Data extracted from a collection
*** Begin section ***

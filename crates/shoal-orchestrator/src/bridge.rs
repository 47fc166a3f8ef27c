//! Attach the local terminal to a running job
//!
//! Joining replays what the job has printed so far, then relays keystrokes
//! to the remote pseudo-terminal and remote output to the screen until one
//! side ends the session. `Ctrl-]` starts an escape sequence:
//!
//! | keys        | effect                                |
//! |-------------|---------------------------------------|
//! | `^]` `^]`   | send a literal `^]`                   |
//! | `^]` `.`    | detach, leaving the job running       |
//! | `^]` `d`    | same as `^]` `.`                      |
//! | `^]` `x`    | close the job's channel               |
//! | `^]` `?`    | print this summary                    |
//!
//! Whatever scrolled past while joined (remote output and local input)
//! becomes the job's stored output, so a later `show` sees it.

use shoal_core::{Result, ShoalError};
use shoal_ssh::{ChannelWriter, SshTransport};
use std::sync::Arc;
use tokio::io::{AsyncRead, AsyncReadExt, AsyncWrite, AsyncWriteExt};
use tokio::sync::broadcast::{self, error::RecvError};
use tracing::{debug, info, instrument, warn};

use crate::fleet::Fleet;
use crate::history::{Attachment, JobRecord, LiveEvent};
use crate::terminal::TerminalGuard;

/// `Ctrl-]`
pub const ESCAPE_BYTE: u8 = 0x1d;

const ESCAPE_HELP: &[u8] = b"\r\n\
[shoal] ^] ^]  send ^]\r\n\
[shoal] ^] .   detach (job keeps running)\r\n\
[shoal] ^] x   close the remote channel\r\n\
[shoal] ^] ?   this help\r\n";

/// Why a join ended
#[derive(Debug, Clone, Copy, PartialEq, Eq)]
pub enum JoinOutcome {
    /// The remote side closed the channel
    RemoteClosed,
    /// The user detached; the job is still running
    Detached,
    /// The user closed the job's channel
    Disconnected,
    /// Local input hit end of file
    LocalEof,
}

#[derive(Debug, Clone, Copy, PartialEq, Eq)]
enum EscapeCommand {
    Detach,
    Disconnect,
    Help,
}

/// Splits keystrokes into bytes for the remote side and escape commands
#[derive(Debug, Default)]
struct EscapeDecoder {
    armed: bool,
}

impl EscapeDecoder {
    fn feed(&mut self, byte: u8, outgoing: &mut Vec<u8>) -> Option<EscapeCommand> {
        if !self.armed {
            if byte == ESCAPE_BYTE {
                self.armed = true;
            } else {
                outgoing.push(byte);
            }
            return None;
        }

        self.armed = false;
        match byte {
            ESCAPE_BYTE => outgoing.push(ESCAPE_BYTE),
            b'.' | b'd' => return Some(EscapeCommand::Detach),
            b'x' => return Some(EscapeCommand::Disconnect),
            b'?' => return Some(EscapeCommand::Help),
            other => outgoing.extend_from_slice(&[ESCAPE_BYTE, other]),
        }
        None
    }
}

/// Joins the local terminal to pending jobs of a [`Fleet`]
pub struct InteractiveBridge<T> {
    fleet: Arc<Fleet<T>>,
}

impl<T: SshTransport + 'static> InteractiveBridge<T> {
    pub fn new(fleet: Arc<Fleet<T>>) -> Self {
        Self { fleet }
    }

    /// Latest job on the referenced host, if it is still pending
    pub fn pending_job(&self, reference: &str) -> Result<Arc<JobRecord>> {
        let (host, latest) = self.fleet.latest_job(reference)?;
        match latest {
            Some(record) if record.is_pending() => Ok(record),
            _ => {
                info!("{} has no pending jobs.", host);
                Err(ShoalError::NoPendingJob(host.to_string()))
            }
        }
    }

    /// Join the referenced host's pending job with the terminal in raw mode.
    ///
    /// Fails before touching the terminal if there is nothing to join.
    #[instrument(skip_all, fields(reference = %reference))]
    pub async fn join<R, W>(
        &self,
        reference: &str,
        input: &mut R,
        output: &mut W,
    ) -> Result<JoinOutcome>
    where
        R: AsyncRead + Unpin,
        W: AsyncWrite + Unpin,
    {
        let record = self.pending_job(reference)?;
        let _raw = TerminalGuard::acquire()?;
        let outcome = attach(&record, input, output).await;
        debug!("Join on {} ended: {:?}", record.host(), outcome);
        outcome
    }
}

/// Relay between `input`/`output` and `record` until the session ends.
///
/// The terminal mode is the caller's business. The transcript is stored
/// back into the record however the session ends, unless the live feed
/// overflowed and the transcript has gaps. Output collected after the
/// last chunk the session showed is kept behind the transcript.
pub async fn attach<R, W>(
    record: &JobRecord,
    input: &mut R,
    output: &mut W,
) -> Result<JoinOutcome>
where
    R: AsyncRead + Unpin,
    W: AsyncWrite + Unpin,
{
    let Attachment {
        replay,
        offset,
        mut live,
        closed,
    } = record.attach();

    let mut session = Session {
        record,
        input,
        output,
        transcript: replay.clone(),
        seen: offset,
        complete: true,
        escape: EscapeDecoder::default(),
    };

    let outcome = session.run(&replay, closed, &mut live).await;

    if session.complete {
        record.store_transcript(session.transcript, session.seen);
    } else {
        warn!(
            "Terminal fell behind while joined to {}; keeping collected output",
            record.host()
        );
    }
    outcome
}

struct Session<'a, R, W> {
    record: &'a JobRecord,
    input: &'a mut R,
    output: &'a mut W,
    transcript: Vec<u8>,
    /// Collected output covered by the transcript
    seen: usize,
    complete: bool,
    escape: EscapeDecoder,
}

impl<R, W> Session<'_, R, W>
where
    R: AsyncRead + Unpin,
    W: AsyncWrite + Unpin,
{
    async fn run(
        &mut self,
        replay: &[u8],
        closed: bool,
        live: &mut broadcast::Receiver<LiveEvent>,
    ) -> Result<JoinOutcome> {
        self.screen(replay).await?;
        if closed {
            return Ok(JoinOutcome::RemoteClosed);
        }

        let writer = self.record.writer();
        let mut buf = [0u8; 1024];

        loop {
            tokio::select! {
                event = live.recv() => match event {
                    Ok(LiveEvent::Data(bytes)) => {
                        self.screen(&bytes).await?;
                        self.seen += bytes.len();
                        self.transcript.extend_from_slice(&bytes);
                    }
                    Ok(LiveEvent::Closed) | Err(RecvError::Closed) => {
                        return Ok(JoinOutcome::RemoteClosed);
                    }
                    Err(RecvError::Lagged(skipped)) => {
                        warn!("Dropped {} output chunks from {}", skipped, self.record.host());
                        self.complete = false;
                    }
                },
                read = self.input.read(&mut buf) => {
                    let n = read?;
                    if n == 0 {
                        return Ok(JoinOutcome::LocalEof);
                    }
                    if let Some(outcome) = self.keystrokes(&buf[..n], &writer).await? {
                        return Ok(outcome);
                    }
                }
            }
        }
    }

    async fn keystrokes(
        &mut self,
        bytes: &[u8],
        writer: &ChannelWriter,
    ) -> Result<Option<JoinOutcome>> {
        let mut outgoing = Vec::with_capacity(bytes.len());
        let mut outcome = None;

        for &byte in bytes {
            match self.escape.feed(byte, &mut outgoing) {
                None => {}
                Some(EscapeCommand::Help) => self.screen(ESCAPE_HELP).await?,
                Some(EscapeCommand::Detach) => {
                    outcome = Some(JoinOutcome::Detached);
                    break;
                }
                Some(EscapeCommand::Disconnect) => {
                    outcome = Some(JoinOutcome::Disconnected);
                    break;
                }
            }
        }

        if !outgoing.is_empty() {
            self.transcript.extend_from_slice(&outgoing);
            if writer.send(outgoing).is_err() {
                return Ok(Some(JoinOutcome::RemoteClosed));
            }
        }

        if outcome == Some(JoinOutcome::Disconnected) {
            warn!("Closing channel to {}", self.record.host());
            writer.close();
        }
        Ok(outcome)
    }

    async fn screen(&mut self, bytes: &[u8]) -> Result<()> {
        self.output.write_all(bytes).await?;
        self.output.flush().await?;
        Ok(())
    }
}

#[cfg(test)]
mod tests {
    use super::*;
    use shoal_core::{HostSpec, JobStatus, ShoalConfig};
    use shoal_ssh::{exec_pair, ChannelEnd, ChannelInput, MockHost, MockTransport};
    use tokio::io::{duplex, DuplexStream};

    use crate::dispatcher::JobDispatcher;

    fn record() -> (Arc<JobRecord>, ChannelEnd) {
        let (channel, end) = exec_pair();
        let (_, writer) = channel.into_parts();
        (JobRecord::new(HostSpec::from("web1"), "top", writer), end)
    }

    /// Run `attach` in the background; returns the keyboard and screen ends
    fn spawn_attach(
        record: Arc<JobRecord>,
    ) -> (
        DuplexStream,
        DuplexStream,
        tokio::task::JoinHandle<Result<JoinOutcome>>,
    ) {
        let (keyboard, mut input) = duplex(256);
        let (mut output, screen) = duplex(4096);
        let task = tokio::spawn(async move { attach(&record, &mut input, &mut output).await });
        (keyboard, screen, task)
    }

    async fn collect_input(end: &mut ChannelEnd, want: usize) -> Vec<u8> {
        let mut sent = Vec::new();
        while sent.len() < want {
            match end.next_input().await {
                Some(ChannelInput::Data(bytes)) => sent.extend(bytes),
                other => panic!("unexpected input {:?}", other),
            }
        }
        sent
    }

    #[test]
    fn test_escape_decoder() {
        let mut decoder = EscapeDecoder::default();
        let mut out = Vec::new();

        assert_eq!(decoder.feed(b'a', &mut out), None);
        assert_eq!(decoder.feed(ESCAPE_BYTE, &mut out), None);
        assert_eq!(decoder.feed(ESCAPE_BYTE, &mut out), None);
        assert_eq!(decoder.feed(ESCAPE_BYTE, &mut out), None);
        assert_eq!(decoder.feed(b'q', &mut out), None);
        assert_eq!(out, vec![b'a', ESCAPE_BYTE, ESCAPE_BYTE, b'q']);

        assert_eq!(decoder.feed(ESCAPE_BYTE, &mut out), None);
        assert_eq!(decoder.feed(b'?', &mut out), Some(EscapeCommand::Help));
        assert_eq!(decoder.feed(ESCAPE_BYTE, &mut out), None);
        assert_eq!(decoder.feed(b'd', &mut out), Some(EscapeCommand::Detach));
        assert_eq!(decoder.feed(ESCAPE_BYTE, &mut out), None);
        assert_eq!(decoder.feed(b'x', &mut out), Some(EscapeCommand::Disconnect));
        assert_eq!(out.len(), 4);
    }

    #[tokio::test]
    async fn test_replay_then_live_until_remote_close() {
        let (job, _end) = record();
        job.push_output(b"old\r\n".to_vec());

        let (_keyboard, mut screen, task) = spawn_attach(job.clone());
        tokio::task::yield_now().await;
        job.push_output(b"new\r\n".to_vec());
        job.mark_closed();

        assert_eq!(task.await.unwrap().unwrap(), JoinOutcome::RemoteClosed);

        let mut seen = Vec::new();
        screen.read_to_end(&mut seen).await.unwrap();
        assert_eq!(seen, b"old\r\nnew\r\n");
        assert_eq!(job.replay(), b"old\r\nnew\r\n");
    }

    #[tokio::test]
    async fn test_keystrokes_forwarded_then_detach() {
        let (job, mut end) = record();
        let (mut keyboard, _screen, task) = spawn_attach(job.clone());

        keyboard.write_all(b"ls\r").await.unwrap();
        assert_eq!(collect_input(&mut end, 3).await, b"ls\r");

        keyboard.write_all(&[ESCAPE_BYTE, ESCAPE_BYTE]).await.unwrap();
        assert_eq!(collect_input(&mut end, 1).await, vec![ESCAPE_BYTE]);

        keyboard.write_all(&[ESCAPE_BYTE, b'.']).await.unwrap();
        assert_eq!(task.await.unwrap().unwrap(), JoinOutcome::Detached);

        // Detaching leaves the job alone; typed input is in the transcript
        assert!(job.is_pending());
        assert_eq!(job.replay(), [b'l', b's', b'\r', ESCAPE_BYTE]);
    }

    #[tokio::test]
    async fn test_disconnect_closes_channel() {
        let (job, mut end) = record();
        let (mut keyboard, _screen, task) = spawn_attach(job.clone());

        keyboard.write_all(&[ESCAPE_BYTE, b'x']).await.unwrap();
        assert_eq!(task.await.unwrap().unwrap(), JoinOutcome::Disconnected);
        assert_eq!(end.next_input().await, Some(ChannelInput::Close));
    }

    #[tokio::test]
    async fn test_local_eof_ends_join() {
        let (job, _end) = record();
        let (keyboard, _screen, task) = spawn_attach(job.clone());

        drop(keyboard);
        assert_eq!(task.await.unwrap().unwrap(), JoinOutcome::LocalEof);
    }

    #[tokio::test]
    async fn test_help_is_shown_not_sent() {
        let (job, _end) = record();
        let (mut keyboard, mut screen, task) = spawn_attach(job.clone());

        keyboard.write_all(&[ESCAPE_BYTE, b'?']).await.unwrap();
        let mut seen = vec![0u8; ESCAPE_HELP.len()];
        screen.read_exact(&mut seen).await.unwrap();
        assert_eq!(seen, ESCAPE_HELP);

        keyboard.write_all(&[ESCAPE_BYTE, b'.']).await.unwrap();
        assert_eq!(task.await.unwrap().unwrap(), JoinOutcome::Detached);
        assert!(job.replay().is_empty());
    }

    #[tokio::test]
    async fn test_join_requires_pending_job() {
        let transport = MockTransport::new().with_host("web1", MockHost::reachable());
        let config = ShoalConfig {
            hosts: vec!["web1".to_string(), "web2".to_string()],
            ..Default::default()
        };
        let fleet = Fleet::new(transport, &config);
        let bridge = InteractiveBridge::new(fleet.clone());
        let (mut input, mut output) = duplex(64);

        // No jobs at all
        let err = bridge.join("web2", &mut input, &mut output).await.unwrap_err();
        assert!(matches!(err, ShoalError::NoPendingJob(_)));

        // Finished job
        let dispatcher = JobDispatcher::new(fleet);
        let record = dispatcher.run_one(&HostSpec::from("web1"), "true").await.unwrap();
        assert_eq!(record.status(), JobStatus::Exited(0));
        let err = bridge.join("web1", &mut input, &mut output).await.unwrap_err();
        assert!(matches!(err, ShoalError::NoPendingJob(_)));

        let err = bridge.join("db", &mut input, &mut output).await.unwrap_err();
        assert!(matches!(err, ShoalError::HostNotFound(_)));
    }
}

*** End section ***

### What the exercise asks
Starting at the line above that contains "drop(keyboard);", write out each line exactly until the line that contains "let fleet = Fleet::new(transport, &config);" has been written, and stop there.

### Answer for the task
        drop(keyboard);
        assert_eq!(task.await.unwrap().unwrap(), JoinOutcome::LocalEof);
    }

    #[tokio::test]
    async fn test_help_is_shown_not_sent() {
        let (job, _end) = record();
        let (mut keyboard, mut screen, task) = spawn_attach(job.clone());

        keyboard.write_all(&[ESCAPE_BYTE, b'?']).await.unwrap();
        let mut seen = vec![0u8; ESCAPE_HELP.len()];
        screen.read_exact(&mut seen).await.unwrap();
        assert_eq!(seen, ESCAPE_HELP);

        keyboard.write_all(&[ESCAPE_BYTE, b'.']).await.unwrap();
        assert_eq!(task.await.unwrap().unwrap(), JoinOutcome::Detached);
        assert!(job.replay().is_empty());
    }

    #[tokio::test]
    async fn test_join_requires_pending_job() {
        let transport = MockTransport::new().with_host("web1", MockHost::reachable());
        let config = ShoalConfig {
            hosts: vec!["web1".to_string(), "web2".to_string()],
            ..Default::default()
        };
        let fleet = Fleet::new(transport, &config);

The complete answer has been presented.